(Source data)
★ ★ ★ ★
//! Admin flow against the real router through the in-process transport

use std::sync::Arc;
use std::sync::atomic::{AtomicBool, Ordering};

use async_trait::async_trait;
use menu_client::{
    AutoConfirm, ClientError, ClientResult, DraftField, ErrorKind, FoodApi, HttpClient, MenuAdmin,
    MenuStore, OneshotHttpClient, RefreshPolicy,
};
use menu_server::{ServerState, build_service};
use serde::de::DeserializeOwned;

async fn admin(policy: RefreshPolicy) -> MenuAdmin<OneshotHttpClient> {
    let state = ServerState::in_memory().await.unwrap();
    let client = OneshotHttpClient::new(build_service(state));
    let admin = MenuAdmin::new(FoodApi::new(client), Arc::new(MenuStore::new()), policy);
    admin.mount().await.unwrap();
    admin
}

fn fill<C: HttpClient>(admin: &mut MenuAdmin<C>, name: &str, price: &str, rating: &str, discount: &str) {
    admin.set_field(DraftField::Name, name);
    admin.set_field(DraftField::Description, format!("{name} of the day"));
    admin.set_field(DraftField::Category, "Main Course");
    admin.set_field(DraftField::Price, price);
    admin.set_field(DraftField::Image, format!("https://img.example/{name}.png"));
    admin.set_field(DraftField::Rating, rating);
    admin.set_field(DraftField::Discount, discount);
}

#[tokio::test]
async fn test_mount_empty_menu() {
    let admin = admin(RefreshPolicy::OnSuccess).await;
    assert!(admin.items().is_empty());
    assert!(admin.cards().is_empty());
    assert_eq!(admin.form_title(), "Add Food Item");
    assert_eq!(admin.submit_label(), "Save Food");
}

#[tokio::test]
async fn test_create_pizza_shows_discount() {
    let mut admin = admin(RefreshPolicy::OnSuccess).await;
    fill(&mut admin, "Pizza", "300", "4.5", "10");

    let created = admin.submit().await.unwrap();
    assert!(created.id > 0);
    assert_eq!(created.discounted_price(), 270.0);

    let cards = admin.cards();
    assert_eq!(cards.len(), 1);
    assert_eq!(cards[0].id, created.id);
    assert_eq!(cards[0].price, "₹300.00");
    assert_eq!(cards[0].discounted_price, "₹270.00");
    assert_eq!(cards[0].discount_badge.as_deref(), Some("10% OFF"));
    assert!(cards[0].struck_through);

    assert!(!admin.draft().is_editing());
    assert_eq!(admin.draft().name, "");
    assert_eq!(admin.store().last_error(), None);
}

#[tokio::test]
async fn test_create_soda_without_discount() {
    let mut admin = admin(RefreshPolicy::OnSuccess).await;
    fill(&mut admin, "Soda", "50", "4.0", "0");
    admin.submit().await.unwrap();

    let cards = admin.cards();
    assert_eq!(cards[0].discounted_price, "₹50.00");
    assert_eq!(cards[0].rating, "4.0");
    assert!(!cards[0].struck_through);
    assert_eq!(cards[0].discount_badge, None);
}

#[tokio::test]
async fn test_start_edit_blanks_absent_discount_and_round_trips() {
    let mut admin = admin(RefreshPolicy::OnSuccess).await;
    fill(&mut admin, "Soda", "50", "4", "");
    let created = admin.submit().await.unwrap();
    assert_eq!(created.discount, 0.0);

    admin.start_edit(&created);
    assert_eq!(admin.draft().discount, "");
    assert_eq!(admin.draft().editing_id, Some(created.id));
    assert_eq!(admin.form_title(), "Edit Food Item");
    assert_eq!(admin.submit_label(), "Update Food");

    let updated = admin.submit().await.unwrap();
    assert_eq!(updated, created);
    assert_eq!(admin.items().as_slice(), &[created]);
}

#[tokio::test]
async fn test_update_changes_only_the_edited_item() {
    let mut admin = admin(RefreshPolicy::OnSuccess).await;
    fill(&mut admin, "Pizza", "300", "4.5", "10");
    let pizza = admin.submit().await.unwrap();
    tokio::time::sleep(std::time::Duration::from_millis(2)).await;
    fill(&mut admin, "Soda", "50", "4", "0");
    let soda = admin.submit().await.unwrap();

    admin.start_edit(&pizza);
    admin.set_field(DraftField::Name, "Veg Pizza");
    admin.set_field(DraftField::Price, "280");
    let updated = admin.submit().await.unwrap();
    assert_eq!(updated.id, pizza.id);
    assert_eq!(updated.name, "Veg Pizza");
    assert_eq!(updated.price, 280.0);

    let items = admin.items();
    assert_eq!(items.len(), 2);
    assert_eq!(items.iter().find(|i| i.id == pizza.id), Some(&updated));
    assert_eq!(items.iter().find(|i| i.id == soda.id), Some(&soda));
    assert!(!admin.draft().is_editing());
}

#[tokio::test]
async fn test_delete_requires_confirmation() {
    let mut admin = admin(RefreshPolicy::OnSuccess).await;
    fill(&mut admin, "Pizza", "300", "4.5", "10");
    let pizza = admin.submit().await.unwrap();

    let declined = admin.delete(pizza.id, &mut AutoConfirm(false)).await.unwrap();
    assert!(!declined);
    assert_eq!(admin.items().len(), 1);

    let mut asked = Vec::new();
    let mut confirm = |message: &str| {
        asked.push(message.to_string());
        true
    };
    let deleted = admin.delete(pizza.id, &mut confirm).await.unwrap();
    assert!(deleted);
    assert_eq!(asked, vec!["Delete this food item?".to_string()]);
    assert!(admin.items().is_empty());
}

#[tokio::test]
async fn test_deleting_edited_item_clears_draft() {
    let mut admin = admin(RefreshPolicy::OnSuccess).await;
    fill(&mut admin, "Pizza", "300", "4.5", "10");
    let pizza = admin.submit().await.unwrap();
    fill(&mut admin, "Soda", "50", "4", "0");
    let soda = admin.submit().await.unwrap();

    admin.start_edit(&soda);
    admin.delete(pizza.id, &mut AutoConfirm(true)).await.unwrap();
    assert_eq!(admin.draft().editing_id, Some(soda.id));

    admin.delete(soda.id, &mut AutoConfirm(true)).await.unwrap();
    assert!(!admin.draft().is_editing());
    assert!(admin.items().is_empty());
}

#[tokio::test]
async fn test_delete_unknown_id_is_not_found() {
    let mut admin = admin(RefreshPolicy::OnSuccess).await;
    let err = admin.delete(12345, &mut AutoConfirm(true)).await.unwrap_err();
    assert_eq!(err.kind(), ErrorKind::NotFound);
    assert!(admin.store().last_error().is_some());
}

#[tokio::test]
async fn test_server_rejection_keeps_draft() {
    let mut admin = admin(RefreshPolicy::OnSuccess).await;
    fill(&mut admin, "Pizza", "300", "9", "10");

    let err = admin.submit().await.unwrap_err();
    assert_eq!(err.kind(), ErrorKind::Validation);
    assert_eq!(admin.draft().name, "Pizza");
    assert_eq!(admin.draft().rating, "9");
    assert!(admin.store().last_error().is_some());
    assert!(admin.items().is_empty());
}

#[tokio::test]
async fn test_non_numeric_price_rejected_before_request() {
    let mut admin = admin(RefreshPolicy::OnSuccess).await;
    fill(&mut admin, "Pizza", "three hundred", "4.5", "10");

    let err = admin.submit().await.unwrap_err();
    assert!(matches!(err, ClientError::Validation(_)));
    assert_eq!(admin.draft().price, "three hundred");

    let remote = admin.api().list_food().await.unwrap();
    assert!(remote.is_empty());
}

#[tokio::test]
async fn test_always_policy_refreshes_after_failure() {
    let mut admin = admin(RefreshPolicy::Always).await;

    // Created behind the admin's back; only a refresh will show it
    let mut other = menu_client::FoodDraft::default();
    other.set(DraftField::Name, "Tea");
    other.set(DraftField::Description, "Hot");
    other.set(DraftField::Category, "Drinks");
    other.set(DraftField::Price, "20");
    other.set(DraftField::Image, "tea.png");
    other.set(DraftField::Rating, "3.5");
    let tea = admin
        .api()
        .create_food(&other.to_input().unwrap())
        .await
        .unwrap();
    assert!(admin.items().is_empty());

    fill(&mut admin, "Pizza", "300", "4.5", "150");
    let err = admin.submit().await.unwrap_err();
    assert_eq!(err.kind(), ErrorKind::Validation);

    assert_eq!(admin.draft().name, "");
    assert_eq!(admin.items().as_slice(), &[tea]);
    assert!(admin.store().last_error().is_some());
}

#[tokio::test]
async fn test_update_of_removed_item_is_not_found() {
    let mut admin = admin(RefreshPolicy::OnSuccess).await;
    fill(&mut admin, "Pizza", "300", "4.5", "10");
    let pizza = admin.submit().await.unwrap();

    admin.start_edit(&pizza);
    assert!(admin.api().delete_food(pizza.id).await.unwrap());

    let err = admin.submit().await.unwrap_err();
    assert_eq!(err.kind(), ErrorKind::NotFound);
    assert_eq!(admin.draft().editing_id, Some(pizza.id));
}

#[tokio::test]
async fn test_busy_store_rejects_calls() {
    let mut admin = admin(RefreshPolicy::OnSuccess).await;
    fill(&mut admin, "Pizza", "300", "4.5", "10");

    let guard = admin.store().try_begin().unwrap();
    assert!(matches!(admin.submit().await, Err(ClientError::Busy)));
    assert!(matches!(admin.refresh().await, Err(ClientError::Busy)));
    drop(guard);

    admin.submit().await.unwrap();
    assert!(!admin.store().is_busy());
}

#[tokio::test]
async fn test_get_food_by_id() {
    let mut admin = admin(RefreshPolicy::OnSuccess).await;
    fill(&mut admin, "Pizza", "300", "4.5", "10");
    let pizza = admin.submit().await.unwrap();

    let fetched = admin.api().get_food(pizza.id).await.unwrap();
    assert_eq!(fetched, pizza);

    let err = admin.api().get_food(pizza.id + 1).await.unwrap_err();
    assert_eq!(err.kind(), ErrorKind::NotFound);
}

/// Transport whose GET requests fail while `offline` is set
struct FlakyClient {
    inner: OneshotHttpClient,
    offline: Arc<AtomicBool>,
}

#[async_trait]
impl HttpClient for FlakyClient {
    async fn get<T: DeserializeOwned>(&self, path: &str) -> ClientResult<T> {
        if self.offline.load(Ordering::SeqCst) {
            return Err(ClientError::Internal(format!("connection refused: {path}")));
        }
        self.inner.get(path).await
    }

    async fn post<T: DeserializeOwned, B: serde::Serialize + Sync>(
        &self,
        path: &str,
        body: &B,
    ) -> ClientResult<T> {
        self.inner.post(path, body).await
    }

    async fn put<T: DeserializeOwned, B: serde::Serialize + Sync>(
        &self,
        path: &str,
        body: &B,
    ) -> ClientResult<T> {
        self.inner.put(path, body).await
    }

    async fn delete<T: DeserializeOwned>(&self, path: &str) -> ClientResult<T> {
        self.inner.delete(path).await
    }
}

async fn flaky_admin(policy: RefreshPolicy) -> (MenuAdmin<FlakyClient>, Arc<AtomicBool>) {
    let state = ServerState::in_memory().await.unwrap();
    let offline = Arc::new(AtomicBool::new(false));
    let client = FlakyClient {
        inner: OneshotHttpClient::new(build_service(state)),
        offline: offline.clone(),
    };
    let admin = MenuAdmin::new(FoodApi::new(client), Arc::new(MenuStore::new()), policy);
    (admin, offline)
}

#[tokio::test]
async fn test_mount_failure_leaves_list_empty() {
    let (admin, offline) = flaky_admin(RefreshPolicy::OnSuccess).await;
    offline.store(true, Ordering::SeqCst);

    let err = admin.mount().await.unwrap_err();
    assert_eq!(err.kind(), ErrorKind::Transport);
    assert!(admin.items().is_empty());
    assert!(admin.store().last_error().is_some());
    assert!(!admin.store().is_busy());
}

#[tokio::test]
async fn test_failed_refresh_keeps_previous_snapshot() {
    let (mut admin, offline) = flaky_admin(RefreshPolicy::OnSuccess).await;
    admin.mount().await.unwrap();
    fill(&mut admin, "Pizza", "300", "4.5", "10");
    let created = admin.submit().await.unwrap();

    offline.store(true, Ordering::SeqCst);
    let err = admin.refresh().await.unwrap_err();
    assert_eq!(err.kind(), ErrorKind::Transport);
    assert_eq!(admin.items().as_slice(), &[created]);
    assert!(admin.store().last_error().is_some());
}

#[tokio::test]
async fn test_submit_succeeds_when_reload_fails() {
    let (mut admin, offline) = flaky_admin(RefreshPolicy::OnSuccess).await;
    admin.mount().await.unwrap();
    fill(&mut admin, "Soda", "50", "4", "0");

    offline.store(true, Ordering::SeqCst);
    let created = admin.submit().await.unwrap();
    assert_eq!(created.name, "Soda");
    assert!(!admin.draft().is_editing());
    assert_eq!(admin.draft().name, "");
    assert!(admin.items().is_empty());
    assert!(admin.store().last_error().is_some());

    offline.store(false, Ordering::SeqCst);
    admin.refresh().await.unwrap();
    assert_eq!(admin.items().as_slice(), &[created]);
}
★ ★ ★ ★
## Work instructions
Write out only the lines that run from the line containing "async fn admin(policy: RefreshPolicy)" through the line containing "assert_eq!(cards.len(), 1);", both included, exactly as they appear above.

## Solution
async fn admin(policy: RefreshPolicy) -> MenuAdmin<OneshotHttpClient> {
    let state = ServerState::in_memory().await.unwrap();
    let client = OneshotHttpClient::new(build_service(state));
    let admin = MenuAdmin::new(FoodApi::new(client), Arc::new(MenuStore::new()), policy);
    admin.mount().await.unwrap();
    admin
}

fn fill<C: HttpClient>(admin: &mut MenuAdmin<C>, name: &str, price: &str, rating: &str, discount: &str) {
    admin.set_field(DraftField::Name, name);
    admin.set_field(DraftField::Description, format!("{name} of the day"));
    admin.set_field(DraftField::Category, "Main Course");
    admin.set_field(DraftField::Price, price);
    admin.set_field(DraftField::Image, format!("https://img.example/{name}.png"));
    admin.set_field(DraftField::Rating, rating);
    admin.set_field(DraftField::Discount, discount);
}

#[tokio::test]
async fn test_mount_empty_menu() {
    let admin = admin(RefreshPolicy::OnSuccess).await;
    assert!(admin.items().is_empty());
    assert!(admin.cards().is_empty());
    assert_eq!(admin.form_title(), "Add Food Item");
    assert_eq!(admin.submit_label(), "Save Food");
}

#[tokio::test]
async fn test_create_pizza_shows_discount() {
    let mut admin = admin(RefreshPolicy::OnSuccess).await;
    fill(&mut admin, "Pizza", "300", "4.5", "10");

    let created = admin.submit().await.unwrap();
    assert!(created.id > 0);
    assert_eq!(created.discounted_price(), 270.0);

    let cards = admin.cards();
    assert_eq!(cards.len(), 1);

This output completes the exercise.